Relevant Financial Disclosures (within past 24 months)
Committee/Board/Advisory Board US-HUPO Executive Committee

Abstract

INTRODUCTION
The mass spectrometry imaging field is moving into the realm of clinical analysis and this is largely based on MALDI and DESI ionization methods. We have developed a novel ionization method called Infrared Matrix Assisted Laser Desorption Electrospray Ionization (IR-MALDESI) which can be readily adaptable to many different sample types.

OBJECTIVES
Demonstrate the effectiveness of IR-MALDESI for a wide-variety of pre-clinical applications and new directions using different mass spectrometry platform technologies.

METHODS
A home-built IR-MALDESI sources has been coupled to high resolution accurate mass (Orbitrap) and drift tube ion mobility time-of-flight mass spectrometers.

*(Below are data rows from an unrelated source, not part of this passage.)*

impl IntelligenceEngine {
    pub fn new(
        store: Arc<dyn MemoryStore>,
        commits: CommitChain,
        log_sources: LogChain,
        metric_source: Option<Arc<dyn MetricSource>>,
        model: Option<Arc<dyn RiskModel>>,
        annotator: Option<Arc<dyn DiffAnnotator>>,
        config: EngineConfig,
    ) -> Self {
        Self {
            store,
            commits,
            log_sources,
            metric_source,
            model,
            annotator,
            config,
        }
    }

    pub fn store(&self) -> &Arc<dyn MemoryStore> {
        &self.store
    }

    /// Analyze one deployment: enrich the commit, recall memory and live
    /// system state concurrently, score, recommend, and write back for
    /// learning. Write failures never suppress the computed result.
    pub async fn analyze_deployment(
        &self,
        commit_sha: &str,
        repository: &str,
        deployment_id: Option<&str>,
    ) -> Result<AnalysisReport> {
        let started = Instant::now();
        let now = Utc::now();
        let mut degraded: Vec<&'static str> = Vec::new();

        tracing::info!(sha = short_sha(commit_sha), repository, "Analyzing deployment");

        // Commit first: recall needs the changed-file list.
        let (mut commit, annotation) = self
            .analyze_commit(commit_sha, repository, now, &mut degraded)
            .await;

        let author_key = commit
            .author_email
            .clone()
            .or_else(|| commit.author.clone());
        let ((system, system_degraded), mut recall) = tokio::join!(
            self.system_state(),
            recall::recall(
                self.store.as_ref(),
                &commit.files,
                author_key.as_deref(),
                now,
                &self.config,
            ),
        );
        degraded.extend(system_degraded);
        degraded.append(&mut recall.degraded);

        let prediction = scorer::score(&commit, &system, &recall, self.model.as_deref(), now);
        let recommendations = recommend::recommendations(
            &commit,
            &system,
            &recall,
            &prediction,
            self.config.elevated_error_rate,
        );
        let action = recommend::decide_action(prediction.probability);
        let monitoring = recommend::monitoring_plan(&commit, &prediction);

        commit.prediction_details = serde_json::to_value(&prediction).ok();
        if let Err(e) = self.store.upsert_commit(&commit).await {
            tracing::error!(sha = short_sha(commit_sha), "Failed to persist commit memory: {e}");
            degraded.push("commit_write");
        }

        let deployment_id = deployment_id
            .map(|id| id.to_string())
            .unwrap_or_else(|| format!("deploy-{}", short_sha(commit_sha)));
        let deployment = DeploymentRecord {
            deployment_id: deployment_id.clone(),
            commit_sha: commit_sha.to_string(),
            repository: repository.to_string(),
            deployed_at: now,
            predicted_risk: prediction.probability,
            predicted_impact: prediction.expected_impact,
            recommended_action: action,
            system_state: system.clone(),
            resulted_in_incident: false,
            incident_id: None,
        };
        if let Err(e) = self.store.insert_deployment(&deployment).await {
            tracing::error!(deployment_id = %deployment.deployment_id, "Failed to persist deployment event: {e}");
            degraded.push("deployment_write");
        }

        metrics::analysis_completed(action.as_str());
        metrics::analysis_duration(started.elapsed().as_millis() as u64);
        metrics::memory_size(recall.total_memories);

        tracing::info!(
            sha = short_sha(commit_sha),
            probability = prediction.probability,
            action = %action,
            "Deployment analysis complete"
        );

        let learned_from = format!("{} past events", recall.total_memories);
        Ok(AnalysisReport {
            commit_sha: commit_sha.to_string(),
            repository: repository.to_string(),
            analysis: CommitAnalysis {
                risk_score: commit.risk_score,
                complexity: commit.complexity_score,
                blast_radius: commit.blast_radius,
                test_ratio: commit.test_ratio,
                commit_type: commit.commit_type.clone(),
                patterns_detected: commit.risky_patterns.clone(),
                llm_analysis: annotation,
            },
            system_state: system,
            intelligence: recall,
            prediction,
            recommendations,
            action,
            monitoring,
            learned_from,
            degraded,
        })
    }

    /// Record an incident for learning: persist it, link it to the causing
    /// deployment, and reinforce the pattern catalog.
    pub async fn record_incident(
        &self,
        incident_id: &str,
        severity: Severity,
        description: &str,
        root_cause_commit: Option<&str>,
        incident_patterns: Vec<String>,
    ) -> Result<()> {
        let now = Utc::now();

        let deployment = match root_cause_commit {
            Some(sha) => self.store.latest_deployment_for_commit(sha).await?,
            None => None,
        };
        let time_to_detect_minutes = deployment
            .as_ref()
            .map(|d| (now - d.deployed_at).num_minutes() as i32);

        let incident = IncidentRecord {
            incident_id: incident_id.to_string(),
            severity,
            description: description.to_string(),
            root_cause_commit: root_cause_commit.map(|s| s.to_string()),
            occurred_at: now,
            time_to_detect_minutes,
            patterns: incident_patterns,
        };
        self.store.insert_incident(&incident).await?;

        if let Some(deployment) = &deployment {
            if let Err(e) = self
                .store
                .mark_deployment_incident(&deployment.deployment_id, incident_id)
                .await
            {
                tracing::warn!(
                    deployment_id = %deployment.deployment_id,
                    "Failed to link incident to deployment: {e}"
                );
            }
        }

        patterns::learn_from_incident(self.store.as_ref(), &incident, now).await?;
        metrics::incident_recorded(severity.as_str());

        tracing::info!(incident_id, severity = %severity, "Recorded incident memory");
        Ok(())
    }

    /// Compare post-deploy telemetry against the pre-deploy baseline and
    /// decide whether to roll back. CRITICAL and UNHEALTHY outcomes
    /// synthesize an auto-incident so the pattern learner sees them.
    pub async fn monitor_deployment_health(
        &self,
        deployment_id: &str,
        current_logs: &[LogEntry],
        duration_minutes: i64,
    ) -> Result<HealthReport> {
        let deployment = self
            .store
            .get_deployment(deployment_id)
            .await?
            .ok_or_else(|| IntelError::DeploymentNotFound(deployment_id.to_string()))?;

        let baseline_error_rate = deployment.system_state.error_rate;
        let current = logs::digest(current_logs);
        let error_rate_increase = current.error_rate - baseline_error_rate;
        let degradation_percent = error_rate_increase / baseline_error_rate.max(0.01) * 100.0;
        let new_patterns = logs::scan_signatures(current_logs);

        let status = health::assess(
            &self.config.health,
            error_rate_increase,
            degradation_percent,
            &new_patterns,
            &current.anomalies,
        );
        let rollback = health::rollback_policy(status, deployment.predicted_risk);

        metrics::health_assessed(status.as_str());
        if rollback.recommended {
            metrics::rollback_recommended(rollback.urgency.as_str());
        }

        if matches!(status, HealthStatus::Critical | HealthStatus::Unhealthy)
            && !deployment.resulted_in_incident
        {
            let incident_id = format!("auto-{deployment_id}");
            let description = format!("Deployment {deployment_id} health degraded to {status}");
            match self
                .record_incident(
                    &incident_id,
                    health::auto_incident_severity(status),
                    &description,
                    Some(&deployment.commit_sha),
                    new_patterns.clone(),
                )
                .await
            {
                Ok(()) => tracing::warn!(
                    deployment_id,
                    status = %status,
                    "Deployment unhealthy - auto-incident created"
                ),
                Err(e) => tracing::warn!(deployment_id, "Failed to record auto-incident: {e}"),
            }
        }

        Ok(HealthReport {
            deployment_id: deployment_id.to_string(),
            commit_sha: deployment.commit_sha.clone(),
            monitoring_duration_minutes: duration_minutes,
            baseline: BaselineHealth {
                error_rate: baseline_error_rate,
                health_score: deployment.system_state.health_score,
            },
            current: CurrentHealth {
                error_rate: current.error_rate,
                error_count: current.error_count,
                anomalies: current.anomalies,
            },
            changes: HealthDelta {
                error_rate_increase,
                degradation_percent,
                new_error_patterns: new_patterns,
            },
            health_status: status,
            rollback,
        })
    }

    /// Trace an incident back to the commit that most likely caused it.
    pub async fn detect_incident_cause(
        &self,
        incident_timestamp: DateTime<Utc>,
        error_logs: Option<&[LogEntry]>,
    ) -> Result<RootCauseReport> {
        let window_start =
            incident_timestamp - Duration::hours(self.config.root_cause_window_hours);
        let commits = self
            .store
            .commits_between(window_start, incident_timestamp)
            .await?;

        let (log_patterns, log_evidence) = match error_logs {
            Some(entries) if !entries.is_empty() => {
                let digest = logs::digest(entries);
                let patterns = logs::scan_signatures(entries);
                (
                    patterns.clone(),
                    LogEvidence {
                        error_count: digest.error_count,
                        error_rate: digest.error_rate,
                        patterns,
                        anomalies: digest.anomalies,
                    },
                )
            }
            _ => (Vec::new(), LogEvidence::default()),
        };

        let similar = if log_patterns.is_empty() {
            Vec::new()
        } else {
            let cutoff = Utc::now() - Duration::days(self.config.similar_incident_days);
            let incidents = self.store.incidents_since(cutoff, 20).await?;
            rootcause::rank_similar(&incidents, &log_patterns)
        };

        let likely_root_cause = rootcause::attribute(&commits, &log_patterns, &similar);
        let confidence = likely_root_cause
            .as_ref()
            .map(|c| c.confidence)
            .unwrap_or(0.0);

        if let Some(cause) = &likely_root_cause {
            tracing::info!(
                sha = short_sha(&cause.sha),
                confidence = cause.confidence,
                "Root-cause attribution complete"
            );
        }

        Ok(RootCauseReport {
            incident_timestamp,
            likely_root_cause,
            recent_commits: commits.iter().map(CommitSummary::from).collect(),
            log_evidence,
            similar_past_incidents: similar,
            confidence,
        })
    }

    /// Current system health from the telemetry chains. An unreachable
    /// backend degrades to neutral values without penalizing health score.
    pub async fn system_state(&self) -> (SystemState, Vec<&'static str>) {
        let mut degraded = Vec::new();
        let mut state = SystemState::default();

        match self
            .log_sources
            .fetch_recent_logs(self.config.system_state_log_minutes)
            .await
        {
            Ok(entries) => {
                let digest = logs::digest(&entries);
                state.error_rate = digest.error_rate;
                state.recent_errors = digest.error_count as i64;
                state.anomalies = digest.anomalies;
                if digest.spike_score > 0.5 {
                    state.health_score -= 0.3;
                }
            }
            Err(e) => {
                tracing::debug!("System-state log fetch degraded: {e}");
                metrics::degraded_path("log_backend");
                degraded.push("log_backend");
            }
        }

        if let Some(metric_source) = &self.metric_source {
            match metric_source.fetch_metrics().await {
                Ok(snapshot) => {
                    state.cpu_usage = snapshot.cpu_usage;
                    state.memory_usage = snapshot.memory_usage;
                    state.request_rate = snapshot.request_rate;
                    state.error_rate = state.error_rate.max(snapshot.error_rate);
                }
                Err(e) => {
                    tracing::debug!("System-state metric fetch degraded: {e}");
                    metrics::degraded_path("metric_backend");
                    degraded.push("metric_backend");
                }
            }
        }

        state.health_score = state.health_score.clamp(0.0, 1.0);
        (state, degraded)
    }

    async fn analyze_commit(
        &self,
        sha: &str,
        repository: &str,
        now: DateTime<Utc>,
        degraded: &mut Vec<&'static str>,
    ) -> (CommitRecord, Option<DiffAnnotation>) {
        let mut record = match self.commits.commit_details(sha).await {
            Ok(stats) => crate::enrich::build_record(&stats, repository, now),
            Err(e) => {
                tracing::warn!(sha = short_sha(sha), "Commit enrichment degraded: {e}");
                metrics::degraded_path("commit_source");
                degraded.push("commit_source");
                CommitRecord::neutral(sha, repository, now)
            }
        };

        let mut annotation = None;
        if self.config.enable_llm_enrichment {
            if let Some(annotator) = &self.annotator {
                if let Ok(Some(diff)) = self.commits.commit_diff(sha).await {
                    match annotator.annotate(&diff).await {
                        Ok(result) => {
                            record.risk_score =
                                ((record.risk_score + result.risk_score) / 2.0).clamp(0.0, 10.0);
                            annotation = Some(result);
                        }
                        Err(e) => {
                            tracing::warn!(sha = short_sha(sha), "Diff annotation failed: {e}");
                        }
                    }
                }
            }
        }

        (record, annotation)
    }
}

A diverse array of sample types will be presented from HTS/HCS, bones and diverse array of tissues.

RESULTS
For HTS/HCS screening applications, zero sample preparation is required from very complex mixtures with the throughput of 2 samples per second. For bones, we developed a method that does not require decalcification prior to imaging which is critical because HCl will degrade/alter molecular information present in the sample. Finally, a wide range of ongoing studies will be presented including anti-malaria medications, HIV drugs and their co-localization with viral RNA and immune cells, how a fetus responds to exposure to fire retardants.

CONCLUSIONS
IR-MALDESI has demonstrated to be extraordinarily adaptable to different sample types and requires no sample preparation. This has allowed us to carry out mass spectrometry imaging for a wide-range of applications that relate to human health and exposure.